Classifieur : Nous considérons un classifieur parmi l’ensemble des classifieurs binaires, répondant "oui" ou "non" à des requêtes. Ces requêtes proviennent de l’espace d’attributs, qui ainsi décrit l’ensemble des attributs considérés par le classifieur pour exécuter son action. Nous considérons que cet ensemble contient deux types d’attributs : les attributs légitimes et les attributs discriminatoires. Les attributs légitimes sont ceux sur lesquels notre classifieur a le droit de baser sa décision et ses explications. Les attributs illégitimes — ici définis comme discriminatoires — sont les attributs qu'il n’a pas le droit d'utiliser. À titre d'exemple, si le classifieur implémente un videur, l’ensemble d’attributs légitimes encodera des informations du candidat à l’entrée sur le soin de sa tenue, ou sa possible ivresse. L'ensemble d’attributs discriminatoires encodera par contre des informations sur la couleur de peau ou le genre du candidat.
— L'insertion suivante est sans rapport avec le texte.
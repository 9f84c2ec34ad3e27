use bytes::Bytes;

use super::Values;

impl Values {
    /// Create new empty [`Values`].
    ///
    /// This function does not allocate.
    #[inline]
    pub fn new() -> Self {
        Self::default()
    }

    /// Returns the number of keys.
    #[inline]
    pub fn len(&self) -> usize {
        self.map.len()
    }

    /// Returns `true` if there is no key.
    #[inline]
    #[must_use]
    pub fn is_empty(&self) -> bool {
        self.map.is_empty()
    }

    /// Returns `true` if the map contains values for given key.
    #[inline]
    pub fn contains_key<K: AsRef<[u8]>>(&self, key: K) -> bool {
        self.map.contains_key(key.as_ref())
    }

    /// Returns the first value associated with the given key.
    ///
    /// If there are no values associated with the key, returns empty slice. To access multiple
    /// values, use [`Values::get_all`].
    ///
    /// ```
    /// use byteuri::Values;
    ///
    /// let mut values = Values::new();
    /// values.add("q", "dogs");
    /// values.add("q", "cats");
    /// assert_eq!(values.get("q"), b"dogs");
    /// assert_eq!(values.get("Q"), b"");
    /// ```
    pub fn get<K: AsRef<[u8]>>(&self, key: K) -> &[u8] {
        match self.map.get(key.as_ref()).and_then(|values| values.first()) {
            Some(value) => &value[..],
            None => &[],
        }
    }

    /// Returns all values associated with the given key, in insertion order.
    #[inline]
    pub fn get_all<K: AsRef<[u8]>>(&self, key: K) -> &[Bytes] {
        self.map.get(key.as_ref()).map(Vec::as_slice).unwrap_or_default()
    }

    /// Set the key to value, replacing any existing values.
    pub fn set(&mut self, key: impl Into<Bytes>, value: impl Into<Bytes>) {
        self.map.insert(key.into(), vec![value.into()]);
    }

    /// Add the value to key, appending to any existing values.
    pub fn add(&mut self, key: impl Into<Bytes>, value: impl Into<Bytes>) {
        self.map.entry(key.into()).or_default().push(value.into());
    }

    /// Delete all values associated with key.
    ///
    /// Returns the removed values, if any.
    pub fn del<K: AsRef<[u8]>>(&mut self, key: K) -> Option<Vec<Bytes>> {
        self.map.remove(key.as_ref())
    }

    /// Returns an iterator over keys and their values, in arbitrary order.
    #[inline]
    pub fn iter(&self) -> impl Iterator<Item = (&Bytes, &[Bytes])> {
        self.map.iter().map(|(key, values)| (key, values.as_slice()))
    }
}

impl<K: Into<Bytes>, V: Into<Bytes>> FromIterator<(K, V)> for Values {
    fn from_iter<I: IntoIterator<Item = (K, V)>>(iter: I) -> Self {
        let mut values = Values::new();
        for (key, value) in iter {
            values.add(key, value);
        }
        values
    }
}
Discrimination : Cette partition des attributs d'entrée engendre une partition des classifieurs. On distinguera ainsi l’ensemble des classifieurs légitimes, c’est-à-dire n'utilisant que des attributs légitimes pour produire une décision, et l’ensemble complémentaire contenant les autres classifieurs qui utilisent au moins un attribut discriminatoire. Nous pouvons maintenant formuler la question qui nous anime : "face à un classifieur, peut-on déterminer s'il est discriminatoire ou pas, en se basant sur des explications accompagnant la décision ?"


Interaction : Il nous reste maintenant à préciser l’interaction que nous pouvons avoir avec le classifieur. Comme il s’agit d’un classifieur mis à disposition par une plate-forme, nous sommes devant une interaction en boîte noire : nous ne pouvons que lui soumettre des entrées, puis collecter chaque décision (sans aucune idée, donc, sur le traitement effectué sur ces entrées).


Explication : Enfin, ajoutons une explication : supposons que le classifieur soit explicable (ce qui n’est parfois pas une mince affaire, voire impossible nativement dans le cas des réseaux de neurones) et qu’il soit en mesure de produire pour chaque requête une explication de la décision. Supposons de plus que celle-ci soit si complète qu’elle permette de tout révéler, et en particulier de révéler si le classifieur s’est appuyé sur un attribut discriminatoire : une seule explication obtenue d’un classifieur discriminatoire révèle qu'il est discriminatoire.